## Activity
Go through the records and count every line that holds "archives". Only the number belongs in the reply.
Records shown below:
//! Reconcile the ROM catalog with the ROM directory.
//!
//! ```text
//! {roms_dir}/{console}/{game}.{ext}            flat layout
//! {roms_dir}/{console}/{game}/{disk}.{ext}     one directory per game
//! ```
//!
//! The per-game layout is only consulted for consoles with no ROM files
//! directly inside their directory.

use serde::Serialize;
use std::path::{Path, PathBuf};
use thiserror::Error;
use walkdir::{DirEntry, WalkDir};

use crate::store::{RomStore, StoreError};

/// Lower-case extensions recognised as ROM images or archives.
pub const ROM_EXTENSIONS: &[&str] = &[
    // disc images
    "iso", "bin", "cue", "img", "chd", "mdf",
    // cartridges
    "sfc", "smc", "nes", "z64", "n64", "v64", "gb", "gbc", "gba", "nds", "md", "gen", "smd",
    "pce",
    // xbox
    "xbe", "xiso",
    // arcade, neo geo
    "zip",
    // amiga disks and archives
    "dsk", "adf", "adz", "ipf", "lha", "lzx",
];

#[derive(Debug, Error)]
pub enum ScanError {
    #[error("ROMS_DIR not configured")]
    NotConfigured,

    #[error("ROMS_DIR path does not exist: {}", .0.display())]
    Missing(PathBuf),

    #[error("failed to read ROM directory: {0}")]
    Walk(#[from] walkdir::Error),

    #[error("scan task failed: {0}")]
    Join(#[from] tokio::task::JoinError),

    #[error(transparent)]
    Store(#[from] StoreError),
}

#[derive(Debug, Clone, PartialEq, Eq)]
pub struct DiscoveredRom {
    pub filename: String,
    pub title: String,
}

#[derive(Debug, Clone, PartialEq, Eq)]
pub struct ConsoleDir {
    pub console: String,
    pub roms: Vec<DiscoveredRom>,
}

/// Response body of `POST /api/roms/scan`.
#[derive(Debug, Clone, Default, PartialEq, Eq, Serialize)]
#[serde(rename_all = "camelCase")]
pub struct ScanSummary {
    pub success: bool,
    pub consoles: Vec<String>,
    pub added: u64,
    pub already_present: u64,
    pub marked_unavailable: u64,
}

pub fn is_rom_file(path: &Path) -> bool {
    path.extension()
        .and_then(|e| e.to_str())
        .map(|e| ROM_EXTENSIONS.contains(&e.to_lowercase().as_str()))
        .unwrap_or(false)
}

/// Immediate children of `dir`, sorted by name.
fn children(dir: &Path) -> impl Iterator<Item = walkdir::Result<DirEntry>> {
    WalkDir::new(dir)
        .min_depth(1)
        .max_depth(1)
        .follow_links(true)
        .sort_by_file_name()
        .into_iter()
}

fn entry_name(entry: &DirEntry) -> Option<String> {
    entry.file_name().to_str().map(str::to_string)
}

/// Walk `root` and list every console directory with the games found in it.
pub fn discover(root: &Path) -> Result<Vec<ConsoleDir>, walkdir::Error> {
    let mut consoles = Vec::new();

    for entry in children(root) {
        let entry = entry?;
        if !entry.file_type().is_dir() {
            continue;
        }
        let Some(console) = entry_name(&entry) else {
            tracing::warn!(path = %entry.path().display(), "Skipping non UTF-8 console directory");
            continue;
        };

        let mut roms = Vec::new();
        let mut game_dirs = Vec::new();
        for child in children(entry.path()) {
            let child = child?;
            let Some(name) = entry_name(&child) else {
                continue;
            };
            if child.file_type().is_file() && is_rom_file(child.path()) {
                let title = child
                    .path()
                    .file_stem()
                    .and_then(|s| s.to_str())
                    .unwrap_or(&name)
                    .to_string();
                roms.push(DiscoveredRom {
                    filename: name,
                    title,
                });
            } else if child.file_type().is_dir() {
                game_dirs.push((name, child.into_path()));
            }
        }

        if roms.is_empty() {
            for (name, path) in game_dirs {
                let mut has_rom = false;
                for file in children(&path) {
                    let file = file?;
                    if file.file_type().is_file() && is_rom_file(file.path()) {
                        has_rom = true;
                        break;
                    }
                }
                if has_rom {
                    roms.push(DiscoveredRom {
                        filename: name.clone(),
                        title: name,
                    });
                }
            }
        }

        consoles.push(ConsoleDir { console, roms });
    }

    Ok(consoles)
}

/// Scan `roms_dir` and bring `store` in line with it.
///
/// Rows are written console by console; a failure part way leaves earlier
/// consoles updated.
pub async fn scan(store: &dyn RomStore, roms_dir: Option<&Path>) -> Result<ScanSummary, ScanError> {
    let root = roms_dir.ok_or(ScanError::NotConfigured)?.to_path_buf();
    if !tokio::fs::try_exists(&root).await.unwrap_or(false) {
        return Err(ScanError::Missing(root));
    }

    let walk_root = root.clone();
    let consoles = tokio::task::spawn_blocking(move || discover(&walk_root)).await??;

    let mut summary = ScanSummary {
        success: true,
        ..Default::default()
    };

    for dir in consoles {
        let mut present = Vec::with_capacity(dir.roms.len());
        for rom in &dir.roms {
            if store
                .upsert_discovered(&dir.console, &rom.filename, &rom.title)
                .await?
            {
                summary.added += 1;
            } else {
                summary.already_present += 1;
            }
            present.push(rom.filename.clone());
        }
        summary.marked_unavailable += store.mark_missing(&dir.console, &present).await?;

        tracing::debug!(console = %dir.console, roms = dir.roms.len(), "Console scanned");
        summary.consoles.push(dir.console);
    }

    tracing::info!(
        root = %root.display(),
        consoles = summary.consoles.len(),
        added = summary.added,
        already_present = summary.already_present,
        marked_unavailable = summary.marked_unavailable,
        "ROM scan complete"
    );
    Ok(summary)
}

#[cfg(test)]
mod tests {
    use super::*;
    use crate::models::RomFilter;
    use crate::store::MemoryStore;
    use std::fs;

    fn touch(path: &Path) {
        fs::create_dir_all(path.parent().unwrap()).unwrap();
        fs::write(path, b"rom").unwrap();
    }

    #[test]
    fn test_is_rom_file() {
        assert!(is_rom_file(Path::new("Super Mario World.SFC")));
        assert!(is_rom_file(Path::new("a/b.chd")));
        assert!(!is_rom_file(Path::new("readme.txt")));
        assert!(!is_rom_file(Path::new("noext")));
    }

    #[test]
    fn test_discover_layouts() {
        let dir = tempfile::tempdir().unwrap();
        let root = dir.path();
        touch(&root.join("snes/Chrono Trigger.sfc"));
        touch(&root.join("snes/notes.txt"));
        touch(&root.join("snes/extras/ignored.sfc"));
        touch(&root.join("amiga/Lemmings/disk1.adf"));
        touch(&root.join("amiga/Docs/manual.pdf"));
        fs::create_dir_all(root.join("empty")).unwrap();
        touch(&root.join("stray.iso"));

        let consoles = discover(root).unwrap();
        let names: Vec<&str> = consoles.iter().map(|c| c.console.as_str()).collect();
        assert_eq!(names, vec!["amiga", "empty", "snes"]);

        assert_eq!(
            consoles[0].roms,
            vec![DiscoveredRom {
                filename: "Lemmings".into(),
                title: "Lemmings".into()
            }]
        );
        assert!(consoles[1].roms.is_empty());
        assert_eq!(
            consoles[2].roms,
            vec![DiscoveredRom {
                filename: "Chrono Trigger.sfc".into(),
                title: "Chrono Trigger".into()
            }]
        );
    }

    #[tokio::test]
    async fn test_scan_reconciles_catalog() {
        let dir = tempfile::tempdir().unwrap();
        let root = dir.path();
        touch(&root.join("nes/Zelda.nes"));
        touch(&root.join("nes/Metroid.nes"));

        let store = MemoryStore::new();
        let first = scan(&store, Some(root)).await.unwrap();
        assert_eq!(first.added, 2);
        assert_eq!(first.already_present, 0);
        assert_eq!(first.consoles, vec!["nes".to_string()]);

        fs::remove_file(root.join("nes/Metroid.nes")).unwrap();
        let second = scan(&store, Some(root)).await.unwrap();
        assert_eq!(second.added, 0);
        assert_eq!(second.already_present, 1);
        assert_eq!(second.marked_unavailable, 1);

        let games = store.list_games(&RomFilter::default()).await.unwrap();
        assert_eq!(games.len(), 1);
        assert_eq!(games[0].title, "Zelda");
    }

    #[tokio::test]
    async fn test_scan_requires_directory() {
        let store = MemoryStore::new();
        assert!(matches!(scan(&store, None).await, Err(ScanError::NotConfigured)));
        assert!(matches!(
            scan(&store, Some(Path::new("/definitely/not/here"))).await,
            Err(ScanError::Missing(_))
        ));
    }

    #[test]
    fn test_summary_serialises_camel_case() {
        let json = serde_json::to_value(ScanSummary {
            success: true,
            consoles: vec!["nes".into()],
            added: 1,
            already_present: 2,
            marked_unavailable: 3,
        })
        .unwrap();
        assert_eq!(json["alreadyPresent"], 2);
        assert_eq!(json["markedUnavailable"], 3);
    }
}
End of Records shown.
## Task answer
2